■ What you have to do ■
Retype every record that follows, character for character.

■ Excerpted records ■
◇ ◇ ◇ ◇ ◇
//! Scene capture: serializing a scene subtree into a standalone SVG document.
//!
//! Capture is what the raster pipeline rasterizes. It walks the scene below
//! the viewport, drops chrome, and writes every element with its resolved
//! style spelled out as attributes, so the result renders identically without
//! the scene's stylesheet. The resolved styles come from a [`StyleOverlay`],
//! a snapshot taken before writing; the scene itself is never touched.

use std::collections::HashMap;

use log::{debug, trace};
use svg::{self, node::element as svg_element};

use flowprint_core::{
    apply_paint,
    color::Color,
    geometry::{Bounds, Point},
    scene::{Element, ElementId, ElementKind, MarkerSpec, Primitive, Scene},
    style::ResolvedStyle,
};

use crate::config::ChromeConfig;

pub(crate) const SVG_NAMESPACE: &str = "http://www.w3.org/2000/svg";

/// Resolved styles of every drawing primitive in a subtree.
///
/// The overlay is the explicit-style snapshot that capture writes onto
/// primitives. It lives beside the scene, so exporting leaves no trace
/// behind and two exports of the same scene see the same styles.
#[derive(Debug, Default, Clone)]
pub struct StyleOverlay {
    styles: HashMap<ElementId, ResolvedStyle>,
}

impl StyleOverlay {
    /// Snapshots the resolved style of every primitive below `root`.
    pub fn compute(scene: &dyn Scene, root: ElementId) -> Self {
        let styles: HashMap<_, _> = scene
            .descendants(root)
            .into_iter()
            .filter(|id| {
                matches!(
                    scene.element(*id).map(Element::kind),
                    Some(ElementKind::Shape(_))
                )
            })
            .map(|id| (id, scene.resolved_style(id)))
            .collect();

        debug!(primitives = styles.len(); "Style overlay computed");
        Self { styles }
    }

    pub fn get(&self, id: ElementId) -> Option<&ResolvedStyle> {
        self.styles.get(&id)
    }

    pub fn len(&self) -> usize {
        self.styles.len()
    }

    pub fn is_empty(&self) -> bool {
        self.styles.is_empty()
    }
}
◇ ◇ ◇ ◇ ◇
■ Task answer ■
//! Scene capture: serializing a scene subtree into a standalone SVG document.
//!
//! Capture is what the raster pipeline rasterizes. It walks the scene below
//! the viewport, drops chrome, and writes every element with its resolved
//! style spelled out as attributes, so the result renders identically without
//! the scene's stylesheet. The resolved styles come from a [`StyleOverlay`],
//! a snapshot taken before writing; the scene itself is never touched.

use std::collections::HashMap;

use log::{debug, trace};
use svg::{self, node::element as svg_element};

use flowprint_core::{
    apply_paint,
    color::Color,
    geometry::{Bounds, Point},
    scene::{Element, ElementId, ElementKind, MarkerSpec, Primitive, Scene},
    style::ResolvedStyle,
};

use crate::config::ChromeConfig;

pub(crate) const SVG_NAMESPACE: &str = "http://www.w3.org/2000/svg";

/// Resolved styles of every drawing primitive in a subtree.
///
/// The overlay is the explicit-style snapshot that capture writes onto
/// primitives. It lives beside the scene, so exporting leaves no trace
/// behind and two exports of the same scene see the same styles.
#[derive(Debug, Default, Clone)]
pub struct StyleOverlay {
    styles: HashMap<ElementId, ResolvedStyle>,
}

impl StyleOverlay {
    /// Snapshots the resolved style of every primitive below `root`.
    pub fn compute(scene: &dyn Scene, root: ElementId) -> Self {
        let styles: HashMap<_, _> = scene
            .descendants(root)
            .into_iter()
            .filter(|id| {
                matches!(
                    scene.element(*id).map(Element::kind),
                    Some(ElementKind::Shape(_))
                )
            })
            .map(|id| (id, scene.resolved_style(id)))
            .collect();

        debug!(primitives = styles.len(); "Style overlay computed");
        Self { styles }
    }

    pub fn get(&self, id: ElementId) -> Option<&ResolvedStyle> {
        self.styles.get(&id)
    }

    pub fn len(&self) -> usize {
        self.styles.len()
    }

    pub fn is_empty(&self) -> bool {
        self.styles.is_empty()
    }
}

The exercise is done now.